The extremely popular Mongolian Endangered Wildlife Series has just released their 2013 design: The Ovis Ammon.

For those who haven’t been following the series, it started in 2007 with the Gulo Gulo (Wolverine), which features Swarovski crystals (a luxury brand of Austrian crystals) for eyes and quickly rose in price.

The coins are .999 silver, have a face value of 500-tögrög or tugrik (about a third of a dollar), and include 1 ounce of the old Ag (silver).  The finish is a kind of sandblasted antique finish.

The gulo gulo now sells for somewhere between $1500-$3000.  With a mintage of 2500, demand is very high on the series, but enough people seem to be interested in arbitrage that a healthy amount of these coins seem to always be for sale.

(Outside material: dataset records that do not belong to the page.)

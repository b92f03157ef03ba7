//! Infrastructure layer for agent-council
//!
//! This crate contains adapters that implement the ports defined
//! in the application layer, including configuration file loading.

pub mod broker;
pub mod config;
pub mod memory;
pub mod ollama;
pub mod store;

// Re-export commonly used types
pub use broker::ChannelBroker;
pub use config::{ConfigError, ConfigLoader, FileConfig};
pub use memory::{MallocTrimHook, SysinfoProbe};
pub use ollama::OllamaGateway;
pub use store::InMemoryPromptStore;
//! Worker configuration from TOML (`[worker]` section)
//!
//! Example configuration:
//!
//! ```toml
//! [worker]
//! max_consecutive_errors = 5
//! backoff_base_ms = 1000
//! backoff_cap_ms = 30000
//! circuit_breaker_pause_secs = 60
//! guard_pause_secs = 30
//! ```

use std::time::Duration;

use serde::{Deserialize, Serialize};

use council_application::WorkerParams;

/// Worker loop settings
#[derive(Debug, Clone, PartialEq, Serialize, Deserialize)]
#[serde(default)]
pub struct FileWorkerConfig {
    /// Consecutive failures that trip the circuit breaker
    pub max_consecutive_errors: u32,
    /// First backoff delay; doubles per consecutive failure
    pub backoff_base_ms: u64,
    /// Upper bound on the doubling backoff
    pub backoff_cap_ms: u64,
    /// How long the tripped breaker stays open
    pub circuit_breaker_pause_secs: u64,
    /// Pause after the resource guard reports memory out of bounds
    pub guard_pause_secs: u64,
}

impl Default for FileWorkerConfig {
    fn default() -> Self {
        Self {
            max_consecutive_errors: 5,
            backoff_base_ms: 1000,
            backoff_cap_ms: 30_000,
            circuit_breaker_pause_secs: 60,
            guard_pause_secs: 30,
        }
    }
}

impl FileWorkerConfig {
    pub fn to_params(&self) -> WorkerParams {
        WorkerParams::default()
            .with_max_consecutive_errors(self.max_consecutive_errors)
            .with_backoff_base_ms(self.backoff_base_ms)
            .with_backoff_cap_ms(self.backoff_cap_ms)
            .with_circuit_breaker_pause(Duration::from_secs(self.circuit_breaker_pause_secs))
            .with_guard_pause(Duration::from_secs(self.guard_pause_secs))
    }
}
impl<G: GenerationGateway> CouncilWorker<G> {
    pub fn new(
        engine: Arc<DeliberationEngine<G>>,
        store: Arc<dyn PromptStore>,
        broker: Arc<dyn MessageBroker>,
        queue: Arc<PromptQueue>,
        guard: Arc<ResourceGuard>,
        reclaim: Option<Arc<dyn ReclaimHook>>,
        params: WorkerParams,
    ) -> Self {
        Self {
            engine,
            store,
            broker,
            queue,
            guard,
            reclaim,
            params,
            failures: FailureTracker::new(),
        }
    }

    /// Drain the queue until `shutdown` fires.
    ///
    /// A prompt already being deliberated is finished before the worker
    /// honors the shutdown.
    pub async fn run(&mut self, shutdown: CancellationToken) {
        info!("Council worker started");
        loop {
            if self.guard.check().await == MemoryVerdict::OutOfBounds {
                warn!(
                    pause_ms = self.params.guard_pause.as_millis() as u64,
                    "Memory out of bounds, worker pausing"
                );
                if self.pause(&shutdown, self.params.guard_pause).await {
                    break;
                }
                if let Some(hook) = &self.reclaim {
                    hook.reclaim();
                }
                continue;
            }

            let item = tokio::select! {
                _ = shutdown.cancelled() => break,
                item = self.queue.dequeue() => item,
            };

            match self.process(&item).await {
                Ok(()) => self.failures.record_success(),
                Err(e) => {
                    error!(id = %item.id, "Failed to process prompt: {e}");
                    match self.failures.record_failure(&self.params) {
                        FailureAction::Backoff(delay) => {
                            warn!(
                                delay_ms = delay.as_millis() as u64,
                                "Backing off after failure"
                            );
                            if self.pause(&shutdown, delay).await {
                                break;
                            }
                        }
                        FailureAction::CircuitBreak(pause) => {
                            warn!(
                                pause_ms = pause.as_millis() as u64,
                                "Too many consecutive failures, circuit breaker engaged"
                            );
                            if self.pause(&shutdown, pause).await {
                                break;
                            }
                        }
                    }
                }
            }
        }
        info!("Council worker stopped");
    }

    /// Handle one dequeued prompt end to end.
    async fn process(&self, item: &QueuedPrompt) -> Result<(), WorkerError> {
        debug!(id = %item.id, prompt = %preview(&item.prompt, 80), "Processing prompt");

        // An identical prompt already answered is served from storage.
        if let Some(cached) = self.store.find_completed_by_prompt(&item.prompt).await? {
            info!(id = %item.id, source = %cached.id, "Duplicate prompt, serving cached answer");
            let update = PromptUpdate::status(PromptStatus::Cached)
                .with_answer(cached.answer.clone().unwrap_or_default())
                .with_processing_time_ms(0);
            let record = self.store.update(&item.id, update).await?;
            self.publish_status(&record).await?;
            self.publish_saved(&record).await?;
            return Ok(());
        }

        let record = self
            .store
            .update(&item.id, PromptUpdate::status(PromptStatus::Processing))
            .await?;
        self.publish_status(&record).await?;

        let started = Instant::now();
        let budget = item.discussion_time_ms.map(Duration::from_millis);
        let outcome = self.engine.deliberate(&item.prompt, budget).await?;
        let elapsed_ms = started.elapsed().as_millis() as u64;

        let update = PromptUpdate::status(PromptStatus::Completed)
            .with_answer(outcome.answer)
            .with_votes(outcome.votes)
            .with_processing_time_ms(elapsed_ms);
        let record = self.store.update(&item.id, update).await?;
        self.publish_status(&record).await?;
        self.publish_saved(&record).await?;

        info!(id = %record.id, elapsed_ms, votes = outcome.votes, "Prompt completed");
        Ok(())
    }

    async fn publish_status(&self, record: &PromptRecord) -> Result<(), BrokerError> {
        let event = PromptStatusEvent::from_record(record);
        let payload = serde_json::to_value(&event)?;
        self.broker
            .publish(topics::STATUS_CHANGED, &payload, None)
            .await
    }

    async fn publish_saved(&self, record: &PromptRecord) -> Result<(), BrokerError> {
        let event = ResponseSavedEvent::from_record(record);
        let payload = serde_json::to_value(&event)?;
        self.broker.publish(topics::SAVED, &payload, None).await
    }

    /// Sleep for `pause`, returning `true` if shutdown fired first.
    async fn pause(&self, shutdown: &CancellationToken, pause: Duration) -> bool {
        tokio::select! {
            _ = shutdown.cancelled() => true,
            _ = tokio::time::sleep(pause) => false,
        }
    }
}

The Gulo Gulo won Coin of the Year in 2009.  With a trademark artistic flair for a smashed-animal face fitting into the whole of the front of the coin, the series was developed by a company named Coin Invest and by all accounts is issued by the National Bank of Mongolia.  There was a two year break and the next minted coin, the Ural Owl was released in 2011.  The Owl was the 2013 “Most Popular Coin” winner.  2012 saw the release of the long-eared hedgehog, which quickly sold out.  Prices for the owl jumped to between 800$-1200 since the hedgehog’s release (they were hovering around $400 last year).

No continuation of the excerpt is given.